MPR Engages in Racial Narrative Project

Linda Miller
Linda Miller, center, facilitates a monthly meeting with the Truth and Transformation project partners. (Jayme Halbritter)

During Linda Miller’s 20 years of working for newspapers, she recognized how the news media has serious issues with racial narratives that prevent them from serving their entire community. Since she joined MPR News in 2008, Miller, director of network journalism and inclusion, has worked to improve this problem.

MPR is part of a new project called Truth and Transformation: Changing Racial Narratives in Media, which has been funded by a $332,000 grant from Saint Paul & Minnesota Foundations through the Truth, Racial Healing and Transformation project of the W. K. Kellogg Foundation. MPR is one of six organizations working together to conduct a two-day conference in spring 2019 for Minnesota educators and journalists around racial narratives.

MPR’s role in the conference is organizing the steering committee and managing the agenda. The other organizations—KMOJ/89.9 Radio, Pillsbury United Communities, ThreeSixty Journalism at St. Thomas, Hamline University and Minnesota Humanities Center—will collaborate on programming, curriculum, content creation, community outreach and other tasks, according to the Saint Paul & Minnesota Foundations.

The Truth and Transformation conference will focus on changing racial narratives in media by helping reporters understand their own ethics and bias. MPR chose to participate in this project because of their mission and vision, according to Miller.  

“If you look at MPR’s mission and vision statement and values, they don’t talk about covering news; they talk about enriching the mind and nourishing the spirit, expanding perspectives and strengthening communities,” she said.

According to Miller, MPR is different from other news outlets because its reporters often live in the communities that they report on. MPR has been around for over 50 years, but to stay relevant, it must work to meet the needs of an increasingly diverse population.

“We will not be around in another 50 years if we aren’t changing our mindsets and challenging ourselves and overcoming our bias and becoming more culturally competent,” Miller said.

Helping people understanding their biases is a mission of the Kellogg Foundation’s Truth, Racial Healing and Transformation program. It’s a “comprehensive, national and community-based process to plan for and bring about transformational and sustainable change, and to address the historic and contemporary effects of racism,” according to the Kellogg Foundation website.

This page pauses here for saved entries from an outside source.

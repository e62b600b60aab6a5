//! Readers-writer wrapper for sharing one index across threads
//!
//! Searches take the read lock and run in parallel; anything that mutates
//! memory or touches the backing file takes the write lock, so at most one
//! writer ever holds the file.

use std::ops::Range;
use std::path::{Path, PathBuf};
use std::sync::Arc;

use parking_lot::RwLock;

use crate::error::Result;
use crate::flat::SearchHits;
use crate::index::{Distribution, OpenOptions, SimilarityIndex};

#[derive(Clone, Debug)]
pub struct SharedIndex {
    inner: Arc<RwLock<SimilarityIndex>>,
}

impl SharedIndex {
    pub fn new(index: SimilarityIndex) -> Self {
        Self {
            inner: Arc::new(RwLock::new(index)),
        }
    }

    /// [`SimilarityIndex::open_with`], wrapped for sharing
    pub fn open_with<P: AsRef<Path>>(path: P, dim: usize, options: OpenOptions) -> Result<Self> {
        SimilarityIndex::open_with(path, dim, options).map(Self::new)
    }

    pub fn search(&self, query: &[f32], k: usize) -> Result<SearchHits> {
        self.inner.read().search(query, k)
    }

    pub fn probability_distribution(&self, query: &[f32], k: usize) -> Result<Distribution> {
        self.inner.read().probability_distribution(query, k)
    }

    pub fn add<V: AsRef<[f32]>>(&self, vectors: &[V]) -> Result<Range<usize>> {
        self.inner.write().add(vectors)
    }

    pub fn append<V: AsRef<[f32]>>(&self, vectors: &[V]) -> Result<Range<usize>> {
        self.inner.write().append(vectors)
    }

    pub fn persist(&self) -> Result<()> {
        self.inner.write().persist()
    }

    /// Delete the backing file. The vectors stay in memory and the next
    /// persist writes the file again.
    pub fn remove_storage(&self) -> Result<bool> {
        let guard = self.inner.write();
        SimilarityIndex::remove(guard.path())
    }

    pub fn len(&self) -> usize {
        self.inner.read().len()
    }

    pub fn is_empty(&self) -> bool {
        self.inner.read().is_empty()
    }

    pub fn dim(&self) -> usize {
        self.inner.read().dim()
    }

    pub fn path(&self) -> PathBuf {
        self.inner.read().path().to_path_buf()
    }

    /// Run `f` under the read lock
    pub fn read<R>(&self, f: impl FnOnce(&SimilarityIndex) -> R) -> R {
        f(&self.inner.read())
    }
}

#[cfg(test)]
mod tests {
    use super::*;
    use std::thread;
    use tempfile::tempdir;

    #[test]
    fn test_concurrent_readers_and_writer() {
        let dir = tempdir().unwrap();
        let shared =
            SharedIndex::open_with(dir.path().join("idx.nsx"), 2, OpenOptions::default()).unwrap();
        shared.add(&[[1.0f32, 0.0]]).unwrap();

        let writer = {
            let shared = shared.clone();
            thread::spawn(move || {
                for i in 0..50 {
                    shared.append(&[[0.0f32, i as f32]]).unwrap();
                }
                shared.persist().unwrap();
            })
        };

        let readers: Vec<_> = (0..4)
            .map(|_| {
                let shared = shared.clone();
                thread::spawn(move || {
                    for _ in 0..50 {
                        let hits = shared.search(&[1.0, 0.0], 1).unwrap();
                        assert_eq!(hits.ids, vec![0]);
                    }
                })
            })
            .collect();

        writer.join().unwrap();
        for r in readers {
            r.join().unwrap();
        }

        assert_eq!(shared.len(), 51);
        assert!(!shared.read(|index| index.is_dirty()));
    }

    #[test]
    fn test_remove_storage_then_persist() {
        let dir = tempdir().unwrap();
        let path = dir.path().join("idx.nsx");
        let shared = SharedIndex::open_with(&path, 2, OpenOptions::default()).unwrap();
        shared.add(&[[1.0f32, 1.0]]).unwrap();

        assert!(shared.remove_storage().unwrap());
        assert!(!path.exists());
        assert_eq!(shared.len(), 1);

        shared.persist().unwrap();
        assert!(path.exists());
    }
}
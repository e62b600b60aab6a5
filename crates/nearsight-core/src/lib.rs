//! Nearsight Core – exact inner-product retrieval over persisted embeddings
//!
//! # Architecture
//!
//! ```text
//! ┌─────────────────────────────────────────────────────────────┐
//! │        Retriever (Embedder seam: text -> vectors)           │
//! ├─────────────────────────────────────────────────────────────┤
//! │   SimilarityIndex / SharedIndex · softmax distributions     │
//! │   load-or-create · corruption recovery · atomic persist     │
//! ├─────────────────────────────────────────────────────────────┤
//! │   FlatIndex (brute-force top-k, SIMD dot product)           │
//! ├─────────────────────────────────────────────────────────────┤
//! │   .nsx file format (header · f32 rows · SHA-256 trailer)    │
//! └─────────────────────────────────────────────────────────────┘
//! ```

pub mod embed;
pub mod error;
pub mod flat;
pub mod format;
pub mod index;
pub mod shared;
pub mod simd;
pub mod softmax;

pub use embed::{Embedder, Retriever};
pub use error::{IndexError, Result};
pub use flat::{FlatIndex, SearchHits};
pub use format::{FormatError, IndexWriter};
pub use index::{Distribution, OpenMode, OpenOptions, RecoveryPolicy, SimilarityIndex};
pub use shared::SharedIndex;
pub use simd::dot_product;
pub use softmax::{softmax, softmax_with_temperature};
use rand::rngs::StdRng;
use rand::{Rng, SeedableRng};

use nearsight::format::{decode, IndexHeader, CHECKSUM_SIZE, MAGIC};

#[test]
fn malformed_bytes_do_not_panic_decode() {
    let mut rng = StdRng::seed_from_u64(42);
    for _ in 0..2_000 {
        let len = rng.gen_range(0..4096usize);
        let mut data = vec![0u8; len];
        rng.fill(data.as_mut_slice());

        // Half the inputs get a valid magic so decoding reaches the size checks
        if len >= MAGIC.len() && rng.gen_bool(0.5) {
            data[..MAGIC.len()].copy_from_slice(&MAGIC);
        }
        let _ = decode(&data);
    }
}

#[test]
fn huge_declared_sizes_are_rejected_without_allocating() {
    for (dims, count) in [(u32::MAX, u64::MAX), (768, u64::MAX / 4), (1, u64::MAX)] {
        let mut bytes = IndexHeader::new(dims, count).to_bytes().to_vec();
        bytes.extend_from_slice(&[0u8; CHECKSUM_SIZE]);
        assert!(decode(&bytes).is_err());
    }
}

The program has been working on changing communities since 2016 and is currently working on changing narratives with 14 communities in the United States, including St. Paul.

Miller believes that the history of problematic racial narratives resulted from the longstanding effects of white supremacy. These problematic narratives still exist in the media today.

“They may paint them [racial minorities] through a negative light, like overreport on negative stories, or you may also have a situation where they are underrepresented completely in media. There are several examples of that. That is a portion of this project,” she said.

One solution is to have underrepresented groups receive more positive news coverage. In addition, newsrooms that have more diverse staffs that represent the areas they serve are better equipped to address narrative biases and absences.

According to the American Society of News Editors, newsrooms are overwhelmingly white with only 16.6 percent of staff coming from minority backgrounds. Miller and MPR News see this as an issue that needs to be fixed.

“If we are not serving all communities, if we are not challenging our own bias, if we are not doing this, then we actually are not living up to our mission,” Miller said. “We need to represent people accurately and humanely, and we know that we have implicit bias and other things that we need to challenge and so part of it is of just this continuous journey at MPR.”

The spring conference will be held at Hamline University and bring Minnesota journalists, educators and others together to discuss, listen and plan for these changes, Miller said. The conference will be adapted from a curriculum that Minnesota Humanities Center has previously used to train people on absent narratives.

The organizations participating in Truth and Transformation hope for changes once the project is over. The project will build further relations not only within the organizations, but in the community as well. Miller said this will benefit the journalists on both a professional and personal level.

“When you broaden your worldview, you work on yourself personally,” she said. “That is probably the most important journey I had, not just in media.